Please share details of why your application needs to reflect over the 
internals of another module.

Alex

On 6/30/2016 1:09 PM, Volker Berlin wrote:
> Reflection should be enabled by default. My current launcher for Java 9
> check if the needed refection is possible. If not possible then it
> restart the application with a very long list of -XaddExports switches.

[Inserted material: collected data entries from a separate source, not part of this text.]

//! Database Models

// Serde helpers
pub mod serde_helpers;

// Shared
pub mod image_ref;

// Catalog
pub mod product;

// Orders
pub mod order;

// Users
pub mod student_verification;
pub mod user;

// Marketing
pub mod hero_image;

// Re-exports
pub use hero_image::HeroImage;
pub use image_ref::ImageRef;
pub use order::{
    CartItemRequest, CustomerInfo, DiscountPreview, DiscountPreviewRequest, Order,
    OrderCreateRequest, OrderId, OrderItem, OrderStatus, PaymentMethod, PaymentReceipt,
    ShippingAddress, StatusUpdateRequest,
};
pub use product::{
    ColorOption, InventoryEntry, Product, ProductCreate, ProductId, SizeOption, VariantStockUpdate,
};
pub use student_verification::{StudentVerification, VerificationReview, VerificationStatus};
pub use user::{User, UserId};
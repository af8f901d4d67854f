//! Discount Engine
//!
//! 折扣叠加顺序：先按小计算百分比折扣 (首单 10%、学生 5%，可叠加)，
//! 再抵扣积分 (1 积分 = 1 货币单位)，积分用量封顶到剩余应付额。
//! 最终 `total` 不会为负，`points_earned = floor(total / 100)`。

use rust_decimal::prelude::*;

use super::money::{round_money, to_decimal, to_f64};

const FIRST_ORDER_PERCENT: i64 = 10;
const STUDENT_PERCENT: i64 = 5;

/// Which percentage discounts the buyer qualifies for
#[derive(Debug, Clone, Copy, Default)]
pub struct DiscountProfile {
    pub is_first_order: bool,
    pub is_verified_student: bool,
}

/// Result of one pricing computation
#[derive(Debug, Clone, PartialEq)]
pub struct DiscountBreakdown {
    pub subtotal: f64,
    pub discount_amount: f64,
    /// Reasons joined with " + ", empty when nothing applied
    pub discount_reason: String,
    /// Points actually consumed after capping
    pub points_used: i64,
    pub points_earned: i64,
    pub total: f64,
}

/// Compute discounts, points usage and the final total for one order.
///
/// `points_to_use` 应已被调用方按用户余额截断，这里只再按剩余
/// 应付额截断一次。
pub fn compute_discount(
    subtotal: f64,
    points_to_use: i64,
    profile: DiscountProfile,
) -> DiscountBreakdown {
    let subtotal_dec = round_money(to_decimal(subtotal));

    let mut percent: i64 = 0;
    let mut reasons: Vec<String> = Vec::new();
    if profile.is_first_order {
        percent += FIRST_ORDER_PERCENT;
        reasons.push(format!("First Order Discount ({FIRST_ORDER_PERCENT}%)"));
    }
    if profile.is_verified_student {
        percent += STUDENT_PERCENT;
        reasons.push(format!("Student Discount ({STUDENT_PERCENT}%)"));
    }

    let discount = round_money(subtotal_dec * Decimal::new(percent, 2));
    let after_discount = (subtotal_dec - discount).max(Decimal::ZERO);

    // 积分面值 1:1，不能把总额抵成负数；积分不进入折扣原因串
    let points_cap = after_discount.trunc().to_i64().unwrap_or(0);
    let points_used = points_to_use.clamp(0, points_cap);

    let total = (after_discount - Decimal::from(points_used)).max(Decimal::ZERO);
    let points_earned = points_earned_for(&total);

    DiscountBreakdown {
        subtotal: to_f64(subtotal_dec),
        discount_amount: to_f64(discount),
        discount_reason: reasons.join(" + "),
        points_used,
        points_earned,
        total: to_f64(total),
    }
}

/// 1 point per full 100 of final total
fn points_earned_for(total: &Decimal) -> i64 {
    (total / Decimal::from(100)).trunc().to_i64().unwrap_or(0)
}

#[cfg(test)]
mod tests {
    use super::*;

    #[test]
    fn test_no_discounts() {
        let b = compute_discount(1000.0, 0, DiscountProfile::default());
        assert_eq!(b.discount_amount, 0.0);
        assert_eq!(b.discount_reason, "");
        assert_eq!(b.total, 1000.0);
        assert_eq!(b.points_earned, 10);
    }

    #[test]
    fn test_first_order_discount() {
        let b = compute_discount(
            1000.0,
            0,
            DiscountProfile {
                is_first_order: true,
                is_verified_student: false,
            },
        );
        assert_eq!(b.discount_amount, 100.0);
        assert_eq!(b.discount_reason, "First Order Discount (10%)");
        assert_eq!(b.total, 900.0);
        assert_eq!(b.points_earned, 9);
    }

    #[test]
    fn test_stacked_discounts_and_reason_order() {
        let b = compute_discount(
            2000.0,
            0,
            DiscountProfile {
                is_first_order: true,
                is_verified_student: true,
            },
        );
        // 10% + 5% on the subtotal
        assert_eq!(b.discount_amount, 300.0);
        assert_eq!(
            b.discount_reason,
            "First Order Discount (10%) + Student Discount (5%)"
        );
        assert_eq!(b.total, 1700.0);
        assert_eq!(b.points_earned, 17);
    }

    #[test]
    fn test_points_capped_at_remaining_total() {
        let b = compute_discount(
            500.0,
            10_000,
            DiscountProfile {
                is_first_order: true,
                is_verified_student: false,
            },
        );
        assert_eq!(b.discount_amount, 50.0);
        assert_eq!(b.points_used, 450);
        assert_eq!(b.total, 0.0);
        assert_eq!(b.points_earned, 0);
    }

    #[test]
    fn test_negative_points_request_ignored() {
        let b = compute_discount(300.0, -50, DiscountProfile::default());
        assert_eq!(b.points_used, 0);
        assert_eq!(b.total, 300.0);
    }

    #[test]
    fn test_points_do_not_change_reason_string() {
        let b = compute_discount(
            1000.0,
            100,
            DiscountProfile {
                is_first_order: true,
                is_verified_student: true,
            },
        );
        assert_eq!(b.points_used, 100);
        assert_eq!(
            b.discount_reason,
            "First Order Discount (10%) + Student Discount (5%)"
        );
        assert_eq!(b.total, 750.0);
        assert_eq!(b.points_earned, 7);
    }

    #[test]
    fn test_rounding_on_odd_subtotal() {
        let b = compute_discount(
            999.99,
            0,
            DiscountProfile {
                is_first_order: true,
                is_verified_student: false,
            },
        );
        // 10% of 999.99 = 99.999 → 100.00
        assert_eq!(b.discount_amount, 100.0);
        assert_eq!(b.total, 899.99);
    }
}
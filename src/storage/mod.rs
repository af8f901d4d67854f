//! Object Storage Module
//!
//! 回执、认证材料、横幅图都通过这个边界落盘。上传以本地临时文件为
//! 输入，无论成败都会删除临时文件，避免孤儿文件堆积。

use std::path::{Path, PathBuf};

use async_trait::async_trait;
use uuid::Uuid;

use crate::utils::{AppError, AppResult};

/// A stored object reference
#[derive(Debug, Clone)]
pub struct StoredObject {
    /// Public URL clients can fetch
    pub url: String,
    /// Storage key, used for later deletion
    pub public_id: String,
}

/// Blob storage boundary
#[async_trait]
pub trait ObjectStorage: Send + Sync {
    /// Move the file at `local_path` into storage under `folder`.
    /// The source file is removed on both success and failure.
    async fn upload(&self, local_path: &Path, folder: &str) -> AppResult<StoredObject>;

    /// Remove a stored object by its public id
    async fn delete(&self, public_id: &str) -> AppResult<()>;
}

/// Filesystem-backed storage serving objects under `/uploads/`
pub struct LocalObjectStorage {
    uploads_root: PathBuf,
    public_base_url: String,
}

impl LocalObjectStorage {
    pub fn new(uploads_root: impl Into<PathBuf>, public_base_url: impl Into<String>) -> Self {
        Self {
            uploads_root: uploads_root.into(),
            public_base_url: public_base_url.into().trim_end_matches('/').to_string(),
        }
    }

    /// Spool request bytes into a temp file for a later `upload` call
    pub async fn spool(&self, bytes: &[u8], original_name: Option<&str>) -> AppResult<PathBuf> {
        let tmp_dir = self.uploads_root.join("tmp");
        tokio::fs::create_dir_all(&tmp_dir)
            .await
            .map_err(|e| AppError::Internal(format!("Failed to create temp dir: {e}")))?;

        let mut name = Uuid::new_v4().to_string();
        if let Some(ext) = original_name.and_then(extension_of) {
            name.push('.');
            name.push_str(&ext);
        }
        let path = tmp_dir.join(name);
        tokio::fs::write(&path, bytes)
            .await
            .map_err(|e| AppError::Internal(format!("Failed to write temp file: {e}")))?;
        Ok(path)
    }

    fn validate_folder(folder: &str) -> AppResult<()> {
        let ok = !folder.is_empty()
            && folder
                .split('/')
                .all(|seg| !seg.is_empty() && seg != "." && seg != "..");
        if ok {
            Ok(())
        } else {
            Err(AppError::Validation(format!("Invalid storage folder: {folder}")))
        }
    }

    async fn store(&self, local_path: &Path, folder: &str) -> AppResult<StoredObject> {
        Self::validate_folder(folder)?;

        let mut key = Uuid::new_v4().to_string();
        if let Some(ext) = local_path
            .extension()
            .and_then(|e| e.to_str())
            .and_then(|e| sanitize_ext(e))
        {
            key.push('.');
            key.push_str(&ext);
        }
        let public_id = format!("{folder}/{key}");

        let dest = self.uploads_root.join(&public_id);
        if let Some(parent) = dest.parent() {
            tokio::fs::create_dir_all(parent)
                .await
                .map_err(|e| AppError::Internal(format!("Failed to create upload dir: {e}")))?;
        }
        tokio::fs::copy(local_path, &dest)
            .await
            .map_err(|e| AppError::Internal(format!("Failed to store object: {e}")))?;

        Ok(StoredObject {
            url: format!("{}/uploads/{public_id}", self.public_base_url),
            public_id,
        })
    }
}

#[async_trait]
impl ObjectStorage for LocalObjectStorage {
    async fn upload(&self, local_path: &Path, folder: &str) -> AppResult<StoredObject> {
        let result = self.store(local_path, folder).await;

        // 临时文件成败都要清掉
        if let Err(e) = tokio::fs::remove_file(local_path).await {
            tracing::warn!("Failed to remove temp file {}: {e}", local_path.display());
        }

        result
    }

    async fn delete(&self, public_id: &str) -> AppResult<()> {
        Self::validate_folder(public_id)?;
        let path = self.uploads_root.join(public_id);
        tokio::fs::remove_file(&path)
            .await
            .map_err(|e| AppError::Internal(format!("Failed to delete object: {e}")))
    }
}

fn extension_of(name: &str) -> Option<String> {
    Path::new(name)
        .extension()
        .and_then(|e| e.to_str())
        .and_then(sanitize_ext)
}

fn sanitize_ext(ext: &str) -> Option<String> {
    let ext = ext.to_ascii_lowercase();
    if !ext.is_empty() && ext.len() <= 8 && ext.chars().all(|c| c.is_ascii_alphanumeric()) {
        Some(ext)
    } else {
        None
    }
}

#[cfg(test)]
mod tests {
    use super::*;

    fn storage(root: &Path) -> LocalObjectStorage {
        LocalObjectStorage::new(root, "http://localhost:3000")
    }

    #[tokio::test]
    async fn test_upload_moves_file_and_builds_url() {
        let dir = tempfile::tempdir().unwrap();
        let storage = storage(dir.path());

        let temp = storage.spool(b"receipt-bytes", Some("receipt.png")).await.unwrap();
        let stored = storage.upload(&temp, "order-payment/guest").await.unwrap();

        assert!(stored.public_id.starts_with("order-payment/guest/"));
        assert!(stored.public_id.ends_with(".png"));
        assert_eq!(
            stored.url,
            format!("http://localhost:3000/uploads/{}", stored.public_id)
        );
        // temp gone, object present
        assert!(!temp.exists());
        assert!(dir.path().join(&stored.public_id).exists());
    }

    #[tokio::test]
    async fn test_upload_failure_still_removes_temp_file() {
        let dir = tempfile::tempdir().unwrap();
        let storage = storage(dir.path());

        let temp = storage.spool(b"bytes", None).await.unwrap();
        let err = storage.upload(&temp, "../escape").await.unwrap_err();
        assert!(matches!(err, AppError::Validation(_)));
        assert!(!temp.exists());
    }

    #[tokio::test]
    async fn test_delete_removes_object() {
        let dir = tempfile::tempdir().unwrap();
        let storage = storage(dir.path());

        let temp = storage.spool(b"banner", Some("hero.jpg")).await.unwrap();
        let stored = storage.upload(&temp, "hero-images").await.unwrap();
        storage.delete(&stored.public_id).await.unwrap();
        assert!(!dir.path().join(&stored.public_id).exists());
    }
}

> I think this is not what we want.
>
> Volker Berlin
> i-net software
>
>
> Am 28.06.2016 um 23:18 schrieb Mark Reinhold:
>> Issue summary
>> -------------
>>
>>    #ReflectiveAccessToNonExportedTypes --- Some kinds of framework
>>    libraries require reflective access to members of the non-exported
>>    types of other modules; examples include dependency injection (Guice),
>>    persistence (JPA), debugging tools, code-automation tools, and
>>    serialization (XStream).  In some cases the particular library to be
>>    used is not known until run time (e.g., Hibernate and EclipseLink both
>>    implement JPA).  This capability is also sometimes used to work around
>>    bugs in unchangeable code.  Access to non-exported packages can, at
>>    present, only be done via command-line flags, which is extremely
>>    awkward.  Provide an easier way for reflective code to access such
>>    non-exported types. [1]
>>
>> Proposal
>> --------
>>
>> Extend the language of module declarations so that a package can be
>> declared to be exported at run time but not at compile time.  This is,
>> roughly, the dual of the `requires static` construct proposed for
>> #CompileTimeDependences, hence we propose to introduce a new modifier,
>> `dynamic`, for use on the `exports` directive.  It has the following
>> meanings:
>>
>>    - At compile time, `exports dynamic P` does not cause the package `P`
>>      to be exported, though it does require `P` to be a package defined
>>      in the module.
>>
>>    - In phases after compile time, `exports dynamic P` behaves in exactly
>>      the same way as `exports P`.  It therefore takes part fully in
>>      resolution and configuration, and is subject to the same consistency
>>      constraints as normally-exported packages (e.g., no split packages).